Seeing as this is a board design forum, I suggest you get guys into making their own boards as well.

My wifes son did time in Iraq, and this is the closest I’ve come to something like this effecting me personally. I’m glad I never had to go to war, and do not wish war on anyone.

He has adjusted well as he now has a young family, and worth noting was that none of his section died, good psycologically.

I wish I could take him surfing. Life’s not over yet.

Great post, Epac. Thanks for sharing it. Today I was listening to our Pastor talk about rites and rituals and the function of them past and present. I began thinking of our guys coming home with scorched bodies and spirits from all the killing and what kind of rites and rituals were available to them to help them transition and heal. I was specifically thinking of some of the Native American rituals and cleansing that were used on their warriors after battles, etc, and wondering if mainstream American culture had anything similar that could be used other than psycotherapy. Maybe surfing can be the ritual cleansing for some of our guys and gals. They are heroes and Mr. Church is a saint. mike

I worked with some incredible people at the VA for a year. It doesn’t matter if you agree with why we are fighting or not, these folks have put everything out there and deserve our honor and respect. If veterans are finding the peace I do while on the water, then surfing is the best thing there is.

pat

surfing was a big help in the late 60’s fo r me----beat the heck out of being spit on in LAX on the way home—no further comment on that-----these guys deserve all the help and care they can get----i ended up in hawaii going to grad school on the national dime —classes and surfing—not to bad—figured i earned it

Church is a really nice guy. he buys alot of things from me at FH, (hes a do-it-yourselfer like us!) really easy going and nice to talk boards with.

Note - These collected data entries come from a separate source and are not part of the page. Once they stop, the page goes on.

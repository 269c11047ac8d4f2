//
// Copyright 2026 Hans W. Uhlig. All Rights Reserved.
//
// Licensed under the Apache License, Version 2.0 (the "License");
// you may not use this file except in compliance with the License.
// You may obtain a copy of the License at
//
//      http://www.apache.org/licenses/LICENSE-2.0
//
// Unless required by applicable law or agreed to in writing, software
// distributed under the License is distributed on an "AS IS" BASIS,
// WITHOUT WARRANTIES OR CONDITIONS OF ANY KIND, either express or implied.
// See the License for the specific language governing permissions and
// limitations under the License.
//

//! Reflect stage: distill accumulated memories into higher-level thoughts
//!
//! Runs when an agent's importance accumulator crosses its trigger. The
//! most recently touched memories seed a handful of focal questions, each
//! question pulls its own slice of memory, and the service condenses each
//! slice into cited Thought nodes. Identity revision lives here too but
//! runs on its own cadence, at the start of each day.

use crate::cognition::agent::TurnError;
use crate::cognition::memory::summary_statements;
use crate::cognition::npc::NpcAgent;
use crate::cognition::retrieval;
use crate::context::WorldContext;
use tracing::debug;

/// Focal questions generated per reflection
const FOCAL_POINT_COUNT: usize = 3;

/// Insights requested per focal question
const INSIGHTS_PER_FOCAL: usize = 2;

/// Memories retrieved per focal question
const NODES_PER_FOCAL: usize = 30;

/// Memories retrieved per identity-revision query
const IDENTITY_RETRIEVAL_COUNT: usize = 15;

pub(crate) async fn reflect(agent: &mut NpcAgent, ctx: &WorldContext) -> Result<(), TurnError> {
    let anchors = agent.memory.recently_accessed(agent.reflection_count.max(1));
    if anchors.is_empty() {
        agent.importance_accumulator = 0;
        agent.reflection_count = 0;
        return Ok(());
    }

    let focal_points = ctx
        .oracle
        .focal_points(&summary_statements(&anchors), FOCAL_POINT_COUNT)
        .await?;
    let now = ctx.now().await;
    for focal in focal_points {
        let nodes = retrieval::retrieve_nodes(
            &mut agent.memory,
            ctx.embeddings.as_ref(),
            &focal,
            NODES_PER_FOCAL,
            agent.recency_decay,
            now,
        )
        .await?;
        if nodes.is_empty() {
            continue;
        }
        let statements = summary_statements(&nodes);
        let insights = ctx.oracle.insights(&statements, INSIGHTS_PER_FOCAL).await?;
        for insight in insights {
            // Evidence indices are 1-based statement numbers; out-of-range
            // entries are dropped rather than failing the reflection.
            let citations = insight
                .evidence
                .iter()
                .filter_map(|&index| index.checked_sub(1).and_then(|i| nodes.get(i)))
                .map(|node| node.id)
                .collect();
            agent.commit_thought(ctx, &insight.thought, citations).await?;
        }
    }

    debug!(agent = %agent.persona.name, "reflection complete");
    metrics::counter!("cognition.reflections").increment(1);
    agent.importance_accumulator = 0;
    agent.reflection_count = 0;
    Ok(())
}

/// Refresh the persona's "currently" line from what memory says about the
/// agent's plans and recent life. A sentinel response leaves it untouched.
pub(crate) async fn revise_identity(
    agent: &mut NpcAgent,
    ctx: &WorldContext,
) -> Result<(), TurnError> {
    let name = agent.persona.name.clone();
    let now = ctx.now().await;
    let plan_nodes = retrieval::retrieve_nodes(
        &mut agent.memory,
        ctx.embeddings.as_ref(),
        &format!("{name}'s plan for the day"),
        IDENTITY_RETRIEVAL_COUNT,
        agent.recency_decay,
        now,
    )
    .await?;
    let event_nodes = retrieval::retrieve_nodes(
        &mut agent.memory,
        ctx.embeddings.as_ref(),
        &format!("Important recent events for {name}'s life"),
        IDENTITY_RETRIEVAL_COUNT,
        agent.recency_decay,
        now,
    )
    .await?;

    let plan_note = ctx
        .oracle
        .plan_note(&agent.persona, &summary_statements(&plan_nodes))
        .await?;
    let thought_note = ctx
        .oracle
        .thought_note(&agent.persona, &summary_statements(&event_nodes))
        .await?;
    if let Some(currently) = ctx
        .oracle
        .currently(&agent.persona, &plan_note, &thought_note)
        .await?
    {
        debug!(agent = %name, %currently, "identity revised");
        agent.persona.currently = currently;
    }
    Ok(())
}
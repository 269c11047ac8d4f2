//
// Copyright 2026 Hans W. Uhlig. All Rights Reserved.
//
// Licensed under the Apache License, Version 2.0 (the "License");
// you may not use this file except in compliance with the License.
// You may obtain a copy of the License at
//
//      http://www.apache.org/licenses/LICENSE-2.0
//
// Unless required by applicable law or agreed to in writing, software
// distributed under the License is distributed on an "AS IS" BASIS,
// WITHOUT WARRANTIES OR CONDITIONS OF ANY KIND, either express or implied.
// See the License for the specific language governing permissions and
// limitations under the License.
//

//! Round-robin turn scheduler driving the simulation clock
//!
//! One agent completes its whole turn before the next one starts. The clock's
//! sequence counter tracks whose slot is active so every event raised during
//! a slot carries that agent's (turn, sequence) stamp. Escaped agents leave
//! the roster at the end of their own slot, and every remaining cognitive
//! agent's memory is written to disk when the run ends.

use crate::context::{AgentHandle, WorldContext};
use crate::persistence::SnapshotWriter;
use crate::world::events::WorldEvent;
use metrics::counter;
use std::sync::Arc;
use tracing::{debug, error, info};

pub struct TurnScheduler {
    ctx: Arc<WorldContext>,
    snapshots: SnapshotWriter,
    /// Stop after this many full turns; `None` runs until the roster empties
    max_turns: Option<u32>,
}

impl TurnScheduler {
    pub fn new(ctx: Arc<WorldContext>, snapshots: SnapshotWriter, max_turns: Option<u32>) -> Self {
        Self {
            ctx,
            snapshots,
            max_turns,
        }
    }

    /// Run the simulation until the turn budget runs out or nobody is left,
    /// then snapshot every remaining agent
    pub async fn run(&self) {
        loop {
            let turn = self.ctx.clock.read().await.turn();
            if let Some(limit) = self.max_turns {
                if turn > limit {
                    info!(turn, "turn budget reached");
                    break;
                }
            }
            let roster = self.ctx.roster_handles().await;
            if roster.is_empty() {
                info!(turn, "roster is empty, simulation over");
                break;
            }

            debug!(
                turn,
                clock = %self.ctx.clock_label().await,
                agents = roster.len(),
                "turn begins"
            );
            for (slot, handle) in roster.iter().enumerate() {
                self.ctx.clock.write().await.set_sequence(slot as u32);
                self.take_slot(handle).await;
                self.ctx.bus.process_events();
            }

            self.ctx.clock.write().await.next_turn();
            counter!("scheduler.turns.completed").increment(1);
        }
        self.finalize().await;
    }

    /// One agent's slot: wait out any post-chat cleanup, run the turn, and
    /// retire the agent if it walked out of the manor
    async fn take_slot(&self, handle: &AgentHandle) {
        handle.wait_until_clean().await;
        let escaped = {
            let mut agent = handle.agent.lock().await;
            if agent.is_dead() {
                debug!(agent = %handle.name, "skipping dead agent");
                return;
            }
            if let Err(error) = agent.take_turn(&self.ctx).await {
                error!(agent = %handle.name, %error, "turn failed");
                counter!("scheduler.turn.failures").increment(1);
            }
            agent.is_escaping()
        };
        if escaped {
            self.retire(handle).await;
        }
    }

    /// Remove an escaped agent from play, preserving its memory first
    async fn retire(&self, handle: &AgentHandle) {
        info!(agent = %handle.name, "escaped the manor");
        let snapshot = handle.agent.lock().await.snapshot();
        if let Some(snapshot) = snapshot {
            if let Err(error) = self.snapshots.write(&snapshot).await {
                error!(agent = %handle.name, %error, "failed to write memory snapshot");
            }
        }
        self.ctx.bus.publish(WorldEvent::Escaped {
            name: handle.name.clone(),
        });
        self.ctx.remove_agent(&handle.name).await;
        self.ctx.grid.write().await.remove_character(&handle.name);
    }

    /// Write every remaining cognitive agent's memory to disk. Safe to call
    /// more than once; later writes overwrite earlier ones.
    pub async fn finalize(&self) {
        for handle in self.ctx.roster_handles().await {
            handle.wait_until_clean().await;
            let snapshot = handle.agent.lock().await.snapshot();
            if let Some(snapshot) = snapshot {
                if let Err(error) = self.snapshots.write(&snapshot).await {
                    error!(agent = %handle.name, %error, "failed to write memory snapshot");
                }
            }
        }
        self.ctx.bus.process_events();
    }
}
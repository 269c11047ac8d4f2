//
// Copyright 2026 Hans W. Uhlig. All Rights Reserved.
//
// Licensed under the Apache License, Version 2.0 (the "License");
// you may not use this file except in compliance with the License.
// You may obtain a copy of the License at
//
//      http://www.apache.org/licenses/LICENSE-2.0
//
// Unless required by applicable law or agreed to in writing, software
// distributed under the License is distributed on an "AS IS" BASIS,
// WITHOUT WARRANTIES OR CONDITIONS OF ANY KIND, either express or implied.
// See the License for the specific language governing permissions and
// limitations under the License.
//

//! The current action an agent is carrying out

use duskmoor_common::position::Position;
use duskmoor_common::time::GameTime;
use duskmoor_common::triple::EventTriple;
use std::str::FromStr;

/// How an agent engages once it reaches its action target
#[derive(Debug, Clone, Copy, PartialEq, Eq)]
pub enum ActionMode {
    Chat,
    Interact,
    Attack,
    Give,
    Wait,
}

impl FromStr for ActionMode {
    type Err = String;

    fn from_str(s: &str) -> Result<Self, Self::Err> {
        match s.trim().to_lowercase().as_str() {
            "chat" => Ok(ActionMode::Chat),
            "interact" => Ok(ActionMode::Interact),
            "attack" => Ok(ActionMode::Attack),
            "give" => Ok(ActionMode::Give),
            "wait" => Ok(ActionMode::Wait),
            other => Err(format!("unknown action mode '{other}'")),
        }
    }
}

/// One planned action and its progress.
///
/// The action is placed when planning assigns an address, started the first
/// time the agent acts at that address, and finished once the scheduled
/// duration has elapsed in whole turns. An action with no address counts as
/// finished so planning immediately replaces it.
#[derive(Debug, Clone, PartialEq)]
pub struct ActionState {
    pub address: Option<Position>,
    pub started: Option<GameTime>,
    pub duration_minutes: u32,
    pub description: String,
    pub triple: EventTriple,
    pub target_character: Option<String>,
    pub target_object: Option<String>,
    pub should_loot: bool,
    pub mode: Option<ActionMode>,
}

impl ActionState {
    /// The initial do-nothing action every agent starts with
    pub fn idle(name: &str) -> Self {
        Self {
            address: None,
            started: None,
            duration_minutes: 0,
            description: format!("{name} is idle"),
            triple: EventTriple::new(name, "is", "idle"),
            target_character: None,
            target_object: None,
            should_loot: false,
            mode: None,
        }
    }

    /// Replace the current action. Clears progress: the new action has not
    /// started and its engagement mode is undetermined.
    #[allow(clippy::too_many_arguments)]
    pub fn begin(
        &mut self,
        address: Option<Position>,
        duration_minutes: u32,
        description: impl Into<String>,
        triple: EventTriple,
        target_character: Option<String>,
        target_object: Option<String>,
        should_loot: bool,
    ) {
        self.address = address;
        self.started = None;
        self.duration_minutes = duration_minutes;
        self.description = description.into();
        self.triple = triple;
        self.target_character = target_character;
        self.target_object = target_object;
        self.should_loot = should_loot;
        self.mode = None;
    }

    /// Mark the action as started, the first time the agent acts at its
    /// address
    pub fn start(&mut self, now: GameTime) {
        if self.started.is_none() {
            self.started = Some(now);
        }
    }

    /// Whether the action has run its course.
    ///
    /// No address means nothing to do: finished. An address the agent has
    /// not yet acted at means the action is still pending: not finished.
    /// Otherwise the action ends once `duration_minutes` worth of turns
    /// have elapsed since it started.
    pub fn is_finished(&self, now: GameTime, minutes_per_turn: u32) -> bool {
        if self.address.is_none() {
            return true;
        }
        let Some(started) = self.started else {
            return false;
        };
        let turns = self.duration_minutes / minutes_per_turn.max(1);
        let ends = GameTime::new(started.turn + turns, started.sequence);
        !ends.is_newer_than(&now)
    }
}

#[cfg(test)]
mod tests {
    use super::*;

    #[test]
    fn test_mode_parsing() {
        assert_eq!("Interact".parse::<ActionMode>(), Ok(ActionMode::Interact));
        assert_eq!(" attack ".parse::<ActionMode>(), Ok(ActionMode::Attack));
        assert_eq!("CHAT".parse::<ActionMode>(), Ok(ActionMode::Chat));
        assert!("ponder".parse::<ActionMode>().is_err());
    }

    #[test]
    fn test_idle_is_finished() {
        let action = ActionState::idle("Aldric");
        assert!(action.is_finished(GameTime::new(1, 0), 10));
        assert!(action.triple.is_idle());
    }

    #[test]
    fn test_unstarted_action_is_not_finished() {
        let mut action = ActionState::idle("Aldric");
        action.begin(
            Some(Position::new(2, 2)),
            30,
            "Aldric is polishing the silver",
            EventTriple::new("Aldric", "is polishing", "the silver"),
            None,
            Some("silver cabinet".to_string()),
            false,
        );
        assert!(!action.is_finished(GameTime::new(50, 3), 10));
    }

    #[test]
    fn test_duration_boundary() {
        let mut action = ActionState::idle("Aldric");
        action.begin(
            Some(Position::new(2, 2)),
            30,
            "Aldric is polishing the silver",
            EventTriple::new("Aldric", "is polishing", "the silver"),
            None,
            None,
            false,
        );
        action.start(GameTime::new(5, 2));
        // 30 minutes at 10 minutes per turn ends at turn 8, same sequence.
        assert!(!action.is_finished(GameTime::new(8, 1), 10));
        assert!(action.is_finished(GameTime::new(8, 2), 10));
        assert!(action.is_finished(GameTime::new(9, 0), 10));
    }

    #[test]
    fn test_begin_clears_progress() {
        let mut action = ActionState::idle("Aldric");
        action.begin(
            Some(Position::new(2, 2)),
            10,
            "Aldric is pacing",
            EventTriple::without_object("Aldric", "is pacing"),
            None,
            None,
            false,
        );
        action.start(GameTime::new(1, 0));
        action.mode = Some(ActionMode::Wait);
        action.begin(
            Some(Position::new(3, 3)),
            20,
            "Aldric is investigating a noise",
            EventTriple::new("Aldric", "is investigating", "a noise"),
            None,
            None,
            false,
        );
        assert_eq!(action.started, None);
        assert_eq!(action.mode, None);
        assert!(!action.is_finished(GameTime::new(1, 0), 10));
    }

    #[test]
    fn test_start_is_idempotent() {
        let mut action = ActionState::idle("Aldric");
        action.begin(
            Some(Position::new(2, 2)),
            10,
            "Aldric is pacing",
            EventTriple::without_object("Aldric", "is pacing"),
            None,
            None,
            false,
        );
        action.start(GameTime::new(4, 0));
        action.start(GameTime::new(9, 0));
        assert_eq!(action.started, Some(GameTime::new(4, 0)));
    }
}
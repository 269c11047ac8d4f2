//
// Copyright 2026 Hans W. Uhlig. All Rights Reserved.
//
// Licensed under the Apache License, Version 2.0 (the "License");
// you may not use this file except in compliance with the License.
// You may obtain a copy of the License at
//
//      http://www.apache.org/licenses/LICENSE-2.0
//
// Unless required by applicable law or agreed to in writing, software
// distributed under the License is distributed on an "AS IS" BASIS,
// WITHOUT WARRANTIES OR CONDITIONS OF ANY KIND, either express or implied.
// See the License for the specific language governing permissions and
// limitations under the License.
//

//! The physical world: grid, tiles, clock, events, and scenario loading
//!
//! Everything agents can see or touch lives here. The grid is the single
//! source of truth for occupancy and tile events; cognition reads from it
//! through the world context and writes back through the `register_*`
//! methods so observers stay consistent.

pub mod clock;
pub mod events;
pub mod grid;
pub mod scenario;
pub mod tile;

i was stoked to see him on the cover of the newspaper yesterday when i was getting lunch, its an incredible story!

The sentiments I expressed above are for ALL our veterans. Thank you. mike

Wow, bless those guys! So much on their emotional plates. Nice mention of our friend Joseph, the VA councelor, he has a step-daughter in Santa Cruz and surfs Cowell’s when he is up visiting. All my best to all you- its nice to see that other people care.

wow that’s cool. Alot of people don’t appreciate what the US military is doing. They are giving their lives so we can have ours. There are many things that could be better.

Alot of people may not like the military, but fail to seperate the government from those just doing their job. But these are people, and they’ve gone through really tough times, its nice to see someone helping them reach peace.